Set down word for word the lines that begin the entries and run through the line containing "pub const IBI_PORT_OFFSET: u32 = 0x8c;". Give nothing further.
Data provided section start
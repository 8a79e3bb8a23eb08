// Licensed under the Apache-2.0 license

//! I3C core register block. Byte offsets are relative to the start of
//! the CSR window; the base (HCI), secure firmware recovery and target
//! transaction interface (TTI) capability blocks live in one window.

// Base block (host controller interface).
pub const HCI_VERSION_OFFSET: u32 = 0x0;
pub const RESET_CONTROL_OFFSET: u32 = 0x10;
pub const COMMAND_PORT_OFFSET: u32 = 0x80;
pub const RESPONSE_PORT_OFFSET: u32 = 0x84;
// TX and RX data ports decode to the same address; direction selects.
pub const XFER_DATA_PORT_OFFSET: u32 = 0x88;
pub const IBI_PORT_OFFSET: u32 = 0x8c;
pub const QUEUE_THLD_CTRL_OFFSET: u32 = 0x90;
pub const DATA_BUFFER_THLD_CTRL_OFFSET: u32 = 0x94;
pub const QUEUE_SIZE_OFFSET: u32 = 0x98;
pub const ALT_QUEUE_SIZE_OFFSET: u32 = 0x9c;
pub const PIO_INTR_STATUS_OFFSET: u32 = 0xa0;

// Secure firmware recovery interface block.
pub const SEC_FW_RECOVERY_IF_START: u32 = 0x100;
pub const SEC_EXTCAP_HEADER_OFFSET: u32 = 0x100;
pub const PROT_CAP_0_OFFSET: u32 = 0x104;
pub const PROT_CAP_1_OFFSET: u32 = 0x108;
pub const PROT_CAP_2_OFFSET: u32 = 0x10c;
pub const PROT_CAP_3_OFFSET: u32 = 0x110;
pub const DEVICE_ID_0_OFFSET: u32 = 0x114;
pub const DEVICE_ID_1_OFFSET: u32 = 0x118;
pub const DEVICE_ID_2_OFFSET: u32 = 0x11c;
pub const DEVICE_ID_3_OFFSET: u32 = 0x120;
pub const DEVICE_ID_4_OFFSET: u32 = 0x124;
pub const DEVICE_ID_5_OFFSET: u32 = 0x128;
pub const DEVICE_ID_6_OFFSET: u32 = 0x12c;
pub const DEVICE_STATUS_0_OFFSET: u32 = 0x130;
pub const DEVICE_STATUS_1_OFFSET: u32 = 0x134;
pub const DEVICE_RESET_OFFSET: u32 = 0x138;
pub const RECOVERY_CTRL_OFFSET: u32 = 0x13c;
pub const RECOVERY_STATUS_OFFSET: u32 = 0x140;
pub const HW_STATUS_OFFSET: u32 = 0x144;
pub const INDIRECT_FIFO_CTRL_0_OFFSET: u32 = 0x148;
pub const INDIRECT_FIFO_CTRL_1_OFFSET: u32 = 0x14c;
pub const INDIRECT_FIFO_STATUS_0_OFFSET: u32 = 0x150;
pub const INDIRECT_FIFO_STATUS_1_OFFSET: u32 = 0x154;
pub const INDIRECT_FIFO_STATUS_2_OFFSET: u32 = 0x158;
pub const INDIRECT_FIFO_STATUS_3_OFFSET: u32 = 0x15c;
pub const INDIRECT_FIFO_STATUS_4_OFFSET: u32 = 0x160;
pub const INDIRECT_FIFO_RESERVED_OFFSET: u32 = 0x164;
pub const INDIRECT_FIFO_DATA_OFFSET: u32 = 0x168;

// Target transaction interface block.
pub const TTI_START: u32 = 0x1c0;
pub const TTI_EXTCAP_HEADER_OFFSET: u32 = 0x1c0;
pub const TTI_CONTROL_OFFSET: u32 = 0x1c4;
pub const TTI_STATUS_OFFSET: u32 = 0x1c8;
pub const TTI_RESET_CONTROL_OFFSET: u32 = 0x1cc;
pub const TTI_INTERRUPT_STATUS_OFFSET: u32 = 0x1d0;
pub const TTI_INTERRUPT_ENABLE_OFFSET: u32 = 0x1d4;
pub const TTI_INTERRUPT_FORCE_OFFSET: u32 = 0x1d8;
pub const TTI_RX_DESC_QUEUE_PORT_OFFSET: u32 = 0x1dc;
pub const TTI_RX_DATA_PORT_OFFSET: u32 = 0x1e0;
pub const TTI_TX_DESC_QUEUE_PORT_OFFSET: u32 = 0x1e4;
pub const TTI_TX_DATA_PORT_OFFSET: u32 = 0x1e8;
pub const TTI_IBI_PORT_OFFSET: u32 = 0x1ec;
pub const TTI_QUEUE_SIZE_OFFSET: u32 = 0x1f0;
pub const TTI_IBI_QUEUE_SIZE_OFFSET: u32 = 0x1f4;
pub const TTI_QUEUE_THLD_CTRL_OFFSET: u32 = 0x1f8;
pub const TTI_DATA_BUFFER_THLD_CTRL_OFFSET: u32 = 0x1fc;

pub mod bits {
    //! Types that represent individual registers (bitfields).
    use tock_registers::register_bitfields;

    register_bitfields! {
        u32,
        pub ResetControl [
            SoftRst OFFSET(0) NUMBITS(1) [],
            CmdQueueRst OFFSET(1) NUMBITS(1) [],
            RespQueueRst OFFSET(2) NUMBITS(1) [],
            TxFifoRst OFFSET(3) NUMBITS(1) [],
            RxFifoRst OFFSET(4) NUMBITS(1) [],
            IbiQueueRst OFFSET(5) NUMBITS(1) [],
        ],
        pub QueueThldCtrl [
            CmdEmptyBufThld OFFSET(0) NUMBITS(8) [],
            RespBufThld OFFSET(8) NUMBITS(8) [],
            IbiDataSegmentSize OFFSET(16) NUMBITS(8) [],
            IbiStatusThld OFFSET(24) NUMBITS(8) [],
        ],
        pub DataBufferThldCtrl [
            TxBufThld OFFSET(0) NUMBITS(3) [],
            RxBufThld OFFSET(8) NUMBITS(3) [],
            TxStartThld OFFSET(16) NUMBITS(3) [],
            RxStartThld OFFSET(24) NUMBITS(3) [],
        ],
        pub QueueSize [
            CrQueueSize OFFSET(0) NUMBITS(8) [],
            IbiStatusSize OFFSET(8) NUMBITS(8) [],
            RxDataBufferSize OFFSET(16) NUMBITS(8) [],
            TxDataBufferSize OFFSET(24) NUMBITS(8) [],
        ],
        pub AltQueueSize [
            AltRespQueueSize OFFSET(0) NUMBITS(8) [],
            AltRespQueueEn OFFSET(24) NUMBITS(1) [],
            ExtIbiQueueEn OFFSET(28) NUMBITS(1) [],
        ],
        pub PioIntrStatus [
            TxThldStat OFFSET(0) NUMBITS(1) [],
            RxThldStat OFFSET(1) NUMBITS(1) [],
            IbiStatusThldStat OFFSET(2) NUMBITS(1) [],
            CmdQueueReadyStat OFFSET(3) NUMBITS(1) [],
            RespReadyStat OFFSET(4) NUMBITS(1) [],
            TransferAbortStat OFFSET(5) NUMBITS(1) [],
            TransferErrStat OFFSET(9) NUMBITS(1) [],
        ],
    }

    register_bitfields! {
        u32,
        pub ExtcapHeader [
            CapId OFFSET(0) NUMBITS(8) [],
            CapLength OFFSET(8) NUMBITS(16) [],
        ],
        pub ProtCap2 [
            RecProtVersion OFFSET(0) NUMBITS(16) [],
            AgentCaps OFFSET(16) NUMBITS(16) [],
        ],
        pub ProtCap3 [
            NumOfCmsRegions OFFSET(0) NUMBITS(8) [],
            MaxRespTime OFFSET(8) NUMBITS(8) [],
            HeartbeatPeriod OFFSET(16) NUMBITS(8) [],
        ],
        pub DeviceId0 [
            DescType OFFSET(0) NUMBITS(8) [],
            VendorSpecificStrLength OFFSET(8) NUMBITS(8) [],
        ],
        pub DeviceStatus0 [
            DevStatus OFFSET(0) NUMBITS(8) [],
            ProtError OFFSET(8) NUMBITS(8) [],
            RecReasonCode OFFSET(16) NUMBITS(16) [],
        ],
        pub DeviceStatus1 [
            Heartbeat OFFSET(0) NUMBITS(16) [],
            VendorStatusLength OFFSET(16) NUMBITS(9) [],
            VendorStatus OFFSET(25) NUMBITS(7) [],
        ],
        pub DeviceReset [
            ResetCtrl OFFSET(0) NUMBITS(8) [],
            ForcedRecovery OFFSET(8) NUMBITS(8) [],
            IfCtrl OFFSET(16) NUMBITS(8) [],
        ],
        pub RecoveryCtrl [
            Cms OFFSET(0) NUMBITS(8) [],
            RecImgSel OFFSET(8) NUMBITS(8) [],
            ActivateRecImg OFFSET(16) NUMBITS(8) [],
        ],
        pub RecoveryStatus [
            DevRecStatus OFFSET(0) NUMBITS(4) [],
            RecImgIndex OFFSET(4) NUMBITS(4) [],
            VendorSpecificStatus OFFSET(8) NUMBITS(8) [],
        ],
        pub HwStatus [
            TempCritical OFFSET(0) NUMBITS(1) [],
            SoftErr OFFSET(1) NUMBITS(1) [],
            FatalErr OFFSET(2) NUMBITS(1) [],
            VendorHwStatus OFFSET(8) NUMBITS(8) [],
            Ctemp OFFSET(16) NUMBITS(8) [],
            VendorHwStatusLen OFFSET(24) NUMBITS(8) [],
        ],
        pub IndirectFifoCtrl0 [
            Cms OFFSET(0) NUMBITS(8) [],
            Reset OFFSET(8) NUMBITS(8) [],
            ImageSizeMsb OFFSET(16) NUMBITS(16) [],
        ],
        pub IndirectFifoCtrl1 [
            ImageSizeLsb OFFSET(0) NUMBITS(16) [],
        ],
        pub IndirectFifoStatus0 [
            Empty OFFSET(0) NUMBITS(1) [],
            Full OFFSET(1) NUMBITS(1) [],
            RegionType OFFSET(8) NUMBITS(3) [],
        ],
    }

    register_bitfields! {
        u32,
        pub TtiControl [
            HjEn OFFSET(10) NUMBITS(1) [],
            CrrEn OFFSET(11) NUMBITS(1) [],
            IbiEn OFFSET(12) NUMBITS(1) [],
            IbiRetryNum OFFSET(13) NUMBITS(3) [],
        ],
        pub TtiStatus [
            ProtocolError OFFSET(13) NUMBITS(1) [],
            LastIbiStatus OFFSET(14) NUMBITS(2) [],
        ],
        pub TtiResetControl [
            SoftRst OFFSET(0) NUMBITS(1) [],
            TxDescRst OFFSET(1) NUMBITS(1) [],
            RxDescRst OFFSET(2) NUMBITS(1) [],
            TxDataRst OFFSET(3) NUMBITS(1) [],
            RxDataRst OFFSET(4) NUMBITS(1) [],
            IbiQueueRst OFFSET(5) NUMBITS(1) [],
        ],
        pub InterruptStatus [
            RxDescStat OFFSET(0) NUMBITS(1) [],
            TxDescStat OFFSET(1) NUMBITS(1) [],
            RxDescTimeout OFFSET(2) NUMBITS(1) [],
            TxDescTimeout OFFSET(3) NUMBITS(1) [],
            TxDataThldStat OFFSET(8) NUMBITS(1) [],
            RxDataThldStat OFFSET(9) NUMBITS(1) [],
            TxDescThldStat OFFSET(10) NUMBITS(1) [],
            RxDescThldStat OFFSET(11) NUMBITS(1) [],
            IbiThldStat OFFSET(12) NUMBITS(1) [],
            IbiDone OFFSET(13) NUMBITS(1) [],
            PendingInterrupt OFFSET(15) NUMBITS(4) [],
            TransferAbortStat OFFSET(25) NUMBITS(1) [],
            TransferErrStat OFFSET(31) NUMBITS(1) [],
        ],
        pub InterruptEnable [
            RxDescStatEn OFFSET(0) NUMBITS(1) [],
            TxDescStatEn OFFSET(1) NUMBITS(1) [],
            RxDescTimeoutEn OFFSET(2) NUMBITS(1) [],
            TxDescTimeoutEn OFFSET(3) NUMBITS(1) [],
            TxDataThldStatEn OFFSET(8) NUMBITS(1) [],
            RxDataThldStatEn OFFSET(9) NUMBITS(1) [],
            TxDescThldStatEn OFFSET(10) NUMBITS(1) [],
            RxDescThldStatEn OFFSET(11) NUMBITS(1) [],
            IbiThldStatEn OFFSET(12) NUMBITS(1) [],
            IbiDoneEn OFFSET(13) NUMBITS(1) [],
            TransferAbortStatEn OFFSET(25) NUMBITS(1) [],
            TransferErrStatEn OFFSET(31) NUMBITS(1) [],
        ],
        pub TtiQueueSize [
            RxDescBufferSize OFFSET(0) NUMBITS(8) [],
            TxDescBufferSize OFFSET(8) NUMBITS(8) [],
            RxDataBufferSize OFFSET(16) NUMBITS(8) [],
            TxDataBufferSize OFFSET(24) NUMBITS(8) [],
        ],
        pub TtiIbiQueueSize [
            IbiQueueSize OFFSET(0) NUMBITS(8) [],
        ],
        pub TtiQueueThldCtrl [
            TxDescThld OFFSET(0) NUMBITS(8) [],
            RxDescThld OFFSET(8) NUMBITS(8) [],
            IbiThld OFFSET(24) NUMBITS(8) [],
        ],
        pub TtiDataBufferThldCtrl [
            TxDataThld OFFSET(0) NUMBITS(3) [],
            RxDataThld OFFSET(8) NUMBITS(3) [],
            TxStartThld OFFSET(16) NUMBITS(3) [],
            RxStartThld OFFSET(24) NUMBITS(3) [],
        ],
    }
}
Data provided section end
### Your response
repository 8a79e3bb8a23eb08
// Licensed under the Apache-2.0 license

//! I3C core register block. Byte offsets are relative to the start of
//! the CSR window; the base (HCI), secure firmware recovery and target
//! transaction interface (TTI) capability blocks live in one window.

// Base block (host controller interface).
pub const HCI_VERSION_OFFSET: u32 = 0x0;
pub const RESET_CONTROL_OFFSET: u32 = 0x10;
pub const COMMAND_PORT_OFFSET: u32 = 0x80;
pub const RESPONSE_PORT_OFFSET: u32 = 0x84;
// TX and RX data ports decode to the same address; direction selects.
pub const XFER_DATA_PORT_OFFSET: u32 = 0x88;
pub const IBI_PORT_OFFSET: u32 = 0x8c;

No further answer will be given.